In active electrode EIT systems, the current sources are placed at the electrodes, significantly reducing stray capacitance and making it possible to maintain high output impedance without using capacitance cancellation techniques. However, the stray capacitance in conventional EIT systems, where the electrodes are connected to the EIT instrument using cables, generally require capacitance cancellation for high effective output impedance. These compensated current sources are analog circuits that require some trimming for optimal operation, though the trimming may be automated through the use of digitally-controlled elements such as digitally programmable resistors. However, these analog elements add complexity and cost to the system.

This paper discusses a new method of achieving a high-precision current source in which the adjustments necessary to produce a large output impedance are performed on the signal that is applied to the current source. In the simplest terms, the voltage signal that is applied to the V-I converter is adjusted to compensate for the current that will flow in the output impedance of the current source, including any additional stray capacitance, so that the desired current will flow in the load. The additional current is produced such that when the fraction of the current that flows in the current source output impedance is removed, the desired current flows in the load. In this way, the new technique can be considered to be a pre-distortion technique that adjusts the input signal in anticipation of the distortion that will occur in the current source. Additionally, this pre-distortion is done in the digital domain, using digital signal processing (DSP) techniques. By using DSP, the required signal processing can be implemented with the desired precision and is not subject to variations with time and temperature as are analog circuits. Additionally, replacing analog components with DSP has the potential to produce a lower-cost system.

2. New current source system

Figure 1 is a block diagram of the new current source system. A conventional V-I converter is used that has an output impedance that is characterized as a parallel resistor and capacitor, Ro and Co, respectively. Many different types of V-I converter can be used, though the Howland current source is a suitable choice (Franco 2003). The V-I converter device takes an input voltage, Vo, and produces a proportional current, Io = AiVo, where Ai is a gain constant. The output current, IL, goes into an unknown load impedance, Zload, producing a load voltage, VL. Because of the current that flows in Ro and Co, which is dependent on VL, IL does not equal Io. The goal for the overall system is to make the load current, IL, equal a desired value by controlling Io. Note that it may be possible to omit the V-I converter in this system if a current-output digital to analog converter (DAC) is available that can provide an output impedance that is sufficiently stable over the expected range of the load voltage, VL. Obviously, this change would simplify the hardware implementation of the system but the system operation would be the same.

Figure 1.

Figure 1.

Block diagram of the current source system.

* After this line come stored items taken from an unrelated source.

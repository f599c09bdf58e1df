//! Wire protocol shared by the runner and the debugger.
//!
//! Request and response bodies are MessagePack maps with camelCase field
//! names (`status`, `song`, `params`, `paramsConfig`, `jobId`, `resultUrl`,
//! `providerId`, `pluginId`, `pluginInfo`). Songs travel as MessagePack
//! `bin`. The debugger wraps each message in an [`Envelope`] so requests
//! and replies can flow in both directions over one socket.

use serde::de::{DeserializeOwned, Error as _};
use serde::{Deserialize, Deserializer, Serialize, Serializer};

use rmpv::Value;

use crate::engine::Initialized;
use crate::error::{DevkitError, Result};
use crate::plugins::{Params, ParamsConfig, PluginInfo};

/// Content type of every MessagePack body the devkit sends.
pub const CONTENT_TYPE: &str = "application/octet-stream";

/// Outcome status carried by every response.
#[derive(Debug, Clone, Copy, PartialEq, Eq, Serialize, Deserialize)]
#[serde(rename_all = "SCREAMING_SNAKE_CASE")]
pub enum Status {
    Ok,
    Accepted,
    Error,
    NotFound,
    Unauthorized,
    BadRequest,
    NotReady,
    InitPluginException,
    RunPluginException,
}

// ---------------------------------------------------------------------------
// Requests
// ---------------------------------------------------------------------------

/// Body of `init-plugin-params`.
#[derive(Debug, Clone, Deserialize)]
#[serde(rename_all = "camelCase")]
pub struct InitPluginRequest {
    pub provider_id: String,
    pub plugin_id: String,
    #[serde(default, deserialize_with = "deserialize_song")]
    pub song: Vec<u8>,
}

/// Body of `jobs`.
#[derive(Debug, Clone, Deserialize)]
#[serde(rename_all = "camelCase")]
pub struct RunPluginRequest {
    pub provider_id: String,
    pub plugin_id: String,
    #[serde(default, deserialize_with = "deserialize_song")]
    pub song: Vec<u8>,
    #[serde(default)]
    pub params: Params,
}

/// Payload of the debugger's `set-song` and `init-plugin` events.
#[derive(Debug, Clone, Default, Deserialize)]
pub struct SongPayload {
    #[serde(default, deserialize_with = "deserialize_opt_song")]
    pub song: Option<Vec<u8>>,
}

/// Payload of the debugger's `run-plugin` event.
#[derive(Debug, Clone, Default, Deserialize)]
pub struct RunPayload {
    #[serde(default, deserialize_with = "deserialize_opt_song")]
    pub song: Option<Vec<u8>>,
    #[serde(default)]
    pub params: Params,
}

fn deserialize_song<'de, D: Deserializer<'de>>(
    deserializer: D,
) -> std::result::Result<Vec<u8>, D::Error> {
    match Value::deserialize(deserializer)? {
        Value::Binary(bytes) => Ok(bytes),
        Value::Nil => Ok(Vec::new()),
        other => Err(D::Error::custom(format!(
            "song must be binary, got {}",
            other
        ))),
    }
}

fn deserialize_opt_song<'de, D: Deserializer<'de>>(
    deserializer: D,
) -> std::result::Result<Option<Vec<u8>>, D::Error> {
    match Value::deserialize(deserializer)? {
        Value::Binary(bytes) => Ok(Some(bytes)),
        Value::Nil => Ok(None),
        other => Err(D::Error::custom(format!(
            "song must be binary, got {}",
            other
        ))),
    }
}

// ---------------------------------------------------------------------------
// Responses
// ---------------------------------------------------------------------------

/// A response body. Constructors produce complete shapes only.
#[derive(Debug, Clone, PartialEq, Serialize, Deserialize)]
#[serde(rename_all = "camelCase")]
pub struct Response {
    pub status: Status,

    #[serde(
        default,
        skip_serializing_if = "Option::is_none",
        serialize_with = "serialize_opt_bytes",
        deserialize_with = "deserialize_opt_song"
    )]
    pub song: Option<Vec<u8>>,

    #[serde(default, skip_serializing_if = "Option::is_none")]
    pub params_config: Option<ParamsConfig>,

    #[serde(default, skip_serializing_if = "Option::is_none")]
    pub params: Option<Params>,

    #[serde(default, skip_serializing_if = "Option::is_none")]
    pub job_id: Option<String>,

    #[serde(default, skip_serializing_if = "Option::is_none")]
    pub result_url: Option<String>,

    #[serde(default, skip_serializing_if = "Option::is_none")]
    pub plugin_info: Option<PluginInfo>,

    /// Safe, human-readable summary. Never a plugin's own error text.
    #[serde(default, skip_serializing_if = "Option::is_none")]
    pub message: Option<String>,
}

fn serialize_opt_bytes<S: Serializer>(
    bytes: &Option<Vec<u8>>,
    serializer: S,
) -> std::result::Result<S::Ok, S::Error> {
    match bytes {
        Some(bytes) => serializer.serialize_bytes(bytes),
        None => serializer.serialize_none(),
    }
}

impl Response {
    /// A bare status response.
    pub fn status(status: Status) -> Self {
        Self {
            status,
            song: None,
            params_config: None,
            params: None,
            job_id: None,
            result_url: None,
            plugin_info: None,
            message: None,
        }
    }

    /// A status response with a summary message.
    pub fn failure(status: Status, message: impl Into<String>) -> Self {
        Self {
            message: Some(message.into()),
            ..Self::status(status)
        }
    }

    /// A failure response for `err`, with its status from [`status_for`].
    pub fn from_error(err: &DevkitError) -> Self {
        Self::failure(status_for(err), err.to_string())
    }

    /// Successful initialization: schema plus defaults.
    pub fn initialized(init: Initialized) -> Self {
        Self {
            params_config: Some(init.params_config),
            params: Some(init.params),
            ..Self::status(Status::Ok)
        }
    }

    /// Successful run: the transformed song.
    pub fn song(song: Vec<u8>) -> Self {
        Self {
            song: Some(song),
            ..Self::status(Status::Ok)
        }
    }

    /// Async run accepted.
    pub fn accepted(job_id: &str, result_url: String) -> Self {
        Self {
            job_id: Some(job_id.to_string()),
            result_url: Some(result_url),
            ..Self::status(Status::Accepted)
        }
    }

    /// Debugger bundle info.
    pub fn plugin_info(info: PluginInfo) -> Self {
        Self {
            plugin_info: Some(info),
            ..Self::status(Status::Ok)
        }
    }

    /// Tag this response with an async job id.
    pub fn with_job_id(mut self, job_id: &str) -> Self {
        self.job_id = Some(job_id.to_string());
        self
    }

    /// Encode as a MessagePack map.
    pub fn encode(&self) -> Result<Vec<u8>> {
        Ok(rmp_serde::to_vec_named(self)?)
    }

    pub fn decode(bytes: &[u8]) -> Result<Self> {
        Ok(rmp_serde::from_slice(bytes)?)
    }
}

/// Map an error to the status a caller sees. Plugin faults and authorizer
/// rejections never become a `DevkitError`; they are reported through
/// `ExecutionResult`.
pub fn status_for(err: &DevkitError) -> Status {
    match err {
        DevkitError::NotFound { .. } => Status::NotFound,
        DevkitError::NotReady(_) => Status::NotReady,
        DevkitError::BadRequest(_) | DevkitError::Codec(_) => Status::BadRequest,
        _ => Status::Error,
    }
}

/// Decode a MessagePack request body.
pub fn decode_request<T: DeserializeOwned>(bytes: &[u8]) -> Result<T> {
    rmp_serde::from_slice(bytes)
        .map_err(|e| DevkitError::BadRequest(format!("Malformed body: {}", e)))
}

// ---------------------------------------------------------------------------
// Duplex envelopes
// ---------------------------------------------------------------------------

/// Direction of an envelope relative to its `id`.
#[derive(Debug, Clone, Copy, PartialEq, Eq, Serialize, Deserialize)]
#[serde(rename_all = "lowercase")]
pub enum EnvelopeKind {
    Request,
    Response,
}

/// One framed message on the debugger socket.
#[derive(Debug, Clone, PartialEq, Serialize, Deserialize)]
pub struct Envelope {
    pub kind: EnvelopeKind,
    pub id: u64,
    /// Event name; requests only.
    #[serde(default, skip_serializing_if = "Option::is_none")]
    pub event: Option<String>,
    #[serde(default = "nil")]
    pub payload: Value,
}

fn nil() -> Value {
    Value::Nil
}

impl Envelope {
    pub fn request(id: u64, event: &str, payload: Value) -> Self {
        Self {
            kind: EnvelopeKind::Request,
            id,
            event: Some(event.to_string()),
            payload,
        }
    }

    pub fn response(id: u64, payload: Value) -> Self {
        Self {
            kind: EnvelopeKind::Response,
            id,
            event: None,
            payload,
        }
    }

    pub fn encode(&self) -> Result<Vec<u8>> {
        Ok(rmp_serde::to_vec_named(self)?)
    }

    pub fn decode(bytes: &[u8]) -> Result<Self> {
        rmp_serde::from_slice(bytes)
            .map_err(|e| DevkitError::BadRequest(format!("Malformed envelope: {}", e)))
    }
}

/// Convert a serializable value into a dynamic MessagePack value, keeping
/// structs as maps and byte buffers as `bin`.
pub fn to_value<T: Serialize>(value: &T) -> Result<Value> {
    let bytes = rmp_serde::to_vec_named(value)?;
    rmpv::decode::read_value(&mut bytes.as_slice())
        .map_err(|e| DevkitError::Codec(e.to_string()))
}

/// Convert a dynamic MessagePack value into a typed payload.
pub fn from_value<T: DeserializeOwned>(value: &Value) -> Result<T> {
    let mut bytes = Vec::new();
    rmpv::encode::write_value(&mut bytes, value).map_err(|e| DevkitError::Codec(e.to_string()))?;
    decode_request(&bytes)
}

#[cfg(test)]
mod tests {
    use super::*;
    use crate::plugins::{ParamDescriptor, WidgetDescriptor, WidgetType};

    fn map(entries: Vec<(&str, Value)>) -> Vec<u8> {
        let value = Value::Map(
            entries
                .into_iter()
                .map(|(k, v)| (Value::from(k), v))
                .collect(),
        );
        let mut buf = Vec::new();
        rmpv::encode::write_value(&mut buf, &value).unwrap();
        buf
    }

    #[test]
    fn test_status_wire_names() {
        assert_eq!(serde_json::to_string(&Status::Ok).unwrap(), r#""OK""#);
        assert_eq!(
            serde_json::to_string(&Status::InitPluginException).unwrap(),
            r#""INIT_PLUGIN_EXCEPTION""#
        );
        assert_eq!(
            serde_json::to_string(&Status::NotReady).unwrap(),
            r#""NOT_READY""#
        );
    }

    #[test]
    fn test_decode_run_request() {
        let body = map(vec![
            ("providerId", Value::from("andantei")),
            ("pluginId", Value::from("hello-world")),
            ("song", Value::Binary(vec![0x80])),
            (
                "params",
                Value::Map(vec![(Value::from("amount"), Value::from(3))]),
            ),
        ]);
        let request: RunPluginRequest = decode_request(&body).unwrap();
        assert_eq!(request.provider_id, "andantei");
        assert_eq!(request.song, vec![0x80]);
        assert_eq!(request.params["amount"].as_i64(), Some(3));
    }

    #[test]
    fn test_decode_request_defaults() {
        let body = map(vec![
            ("providerId", Value::from("andantei")),
            ("pluginId", Value::from("hello-world")),
        ]);
        let request: RunPluginRequest = decode_request(&body).unwrap();
        assert!(request.song.is_empty());
        assert!(request.params.is_empty());
    }

    #[test]
    fn test_decode_rejects_text_song() {
        let body = map(vec![
            ("providerId", Value::from("a")),
            ("pluginId", Value::from("b")),
            ("song", Value::from("not bytes")),
        ]);
        let err = decode_request::<InitPluginRequest>(&body).unwrap_err();
        assert!(matches!(err, DevkitError::BadRequest(_)));
    }

    #[test]
    fn test_decode_rejects_garbage() {
        assert!(decode_request::<InitPluginRequest>(b"{}").is_err());
        assert!(decode_request::<InitPluginRequest>(&[]).is_err());
    }

    #[test]
    fn test_song_response_uses_named_fields_and_bin() {
        let bytes = Response::song(vec![1, 2, 3]).encode().unwrap();
        let value = rmpv::decode::read_value(&mut bytes.as_slice()).unwrap();
        let entries = value.as_map().unwrap();
        assert_eq!(entries.len(), 2);
        assert_eq!(entries[0].0.as_str(), Some("status"));
        assert_eq!(entries[0].1.as_str(), Some("OK"));
        assert_eq!(entries[1].0.as_str(), Some("song"));
        assert_eq!(entries[1].1, Value::Binary(vec![1, 2, 3]));
    }

    #[test]
    fn test_initialized_response() {
        let mut params_config = ParamsConfig::new();
        params_config.insert(
            "gain".to_string(),
            ParamDescriptor::new("Gain", 1.0, WidgetDescriptor::new(WidgetType::SliderNumber)),
        );
        let init = Initialized {
            params: crate::plugins::default_params(&params_config),
            params_config,
        };

        let bytes = Response::initialized(init).encode().unwrap();
        let decoded = Response::decode(&bytes).unwrap();
        assert_eq!(decoded.status, Status::Ok);
        assert_eq!(decoded.params.unwrap()["gain"].as_f64(), Some(1.0));
        assert!(decoded.params_config.unwrap().contains_key("gain"));
        assert!(decoded.song.is_none());
    }

    #[test]
    fn test_accepted_response() {
        let decoded = Response::decode(
            &Response::accepted("job-1", "http://download.link/job-1".to_string())
                .encode()
                .unwrap(),
        )
        .unwrap();
        assert_eq!(decoded.status, Status::Accepted);
        assert_eq!(decoded.job_id.as_deref(), Some("job-1"));
        assert_eq!(
            decoded.result_url.as_deref(),
            Some("http://download.link/job-1")
        );
    }

    #[test]
    fn test_status_for_errors() {
        assert_eq!(
            status_for(&DevkitError::NotFound {
                provider_id: "a".into(),
                plugin_id: "b".into()
            }),
            Status::NotFound
        );
        let not_ready = DevkitError::NotReady("x".into());
        assert_eq!(status_for(&not_ready), Status::NotReady);
        let codec = DevkitError::Codec("x".into());
        assert_eq!(status_for(&codec), Status::BadRequest);
        assert_eq!(status_for(&DevkitError::Config("x".into())), Status::Error);
    }

    #[test]
    fn test_response_from_error() {
        let response = Response::from_error(&DevkitError::NotReady("song not ready".into()));
        assert_eq!(response.status, Status::NotReady);
        assert_eq!(
            response.message.as_deref(),
            Some("Not ready: song not ready")
        );
        assert!(response.song.is_none());
    }

    #[test]
    fn test_envelope_with_typed_payload() {
        let payload = to_value(&Response::song(vec![9])).unwrap();
        let envelope = Envelope::response(7, payload);
        let decoded = Envelope::decode(&envelope.encode().unwrap()).unwrap();
        assert_eq!(decoded, envelope);

        let response: Response = from_value(&decoded.payload).unwrap();
        assert_eq!(response.song, Some(vec![9]));
    }

    #[test]
    fn test_envelope_request_payload_defaults_to_nil() {
        let body = map(vec![
            ("kind", Value::from("request")),
            ("id", Value::from(1)),
            ("event", Value::from("get-bundle-info")),
        ]);
        let envelope = Envelope::decode(&body).unwrap();
        assert_eq!(envelope.kind, EnvelopeKind::Request);
        assert_eq!(envelope.payload, Value::Nil);
    }

    #[test]
    fn test_run_payload_optional_song() {
        let run: RunPayload = from_value(&Value::Map(vec![(
            Value::from("params"),
            Value::Map(vec![]),
        )]))
        .unwrap();
        assert!(run.song.is_none());
    }
}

The input voltage for the V-I converter is generated inside the DSP block and is converted into analog form using a DAC. The digital processing can be implemented in multiple ways, including using a digital signal processor integrated circuit or a field programmable gate array (FPGA). The voltage produced on the load, VL, is brought back to the DSP through an analog to digital converter (ADC). Note that for applications such as EIT, the system applies current and measures the resulting voltage, so the ADC is already needed in the system and does not represent added cost for the current source system. Also, since C0 can include the capacitance of a cable connecting to an electrode, even if that capacitance is large, the ADC can be placed on the instrument side of the cable and the source will mitigate the effect of the cable capacitance.

The current source system is designed to generate a sinusoidal current at some desired frequency. It is assumed that the digital processing system has knowledge of the output impedance, Zo, of the V-I converter at the desired operating frequency. Any additional stray impedance to ground is lumped into this Zo which can be measured during a calibration process and stored in the DSP. The fundamental approach to canceling the effect of Ro and Co, i.e. making the desired current, IL, flow in the load, is to increase Io by the amount of current that flows in Zo. One solution is to operate in an additive mode, where output current is set equal to IL plus the current lost in the output impedance, VL/Zo, where VL is the voltage on the load. A drawback of this approach is that it produces an iterative algorithm, since each correction of the output current will change VL/Zo.

A better approach is to multiply the desired current by a scaling factor, Sscale, such that

Io=Sscale IL. (1)

Sscale is a function of the fraction of the output current that flows in Zo which determined by the current divider between Zo and the load impedance, ZL. Therefore, Sscale will not be a function of VL for a fixed ZL. To find Sscale, assume that the total load impedance seen by the system, Ztotal, is the parallel equivalent of Zo and the unknown load impedance, Zload, i.e.

Ztotal =Zload Zo=Zload ZoZload +Zo=VLIo. (2)

The relationship between IL and Io is found using the current divider relationship

IL=ZoZo+Zload Io=[1Zload Zo+Zload ]Io. (3)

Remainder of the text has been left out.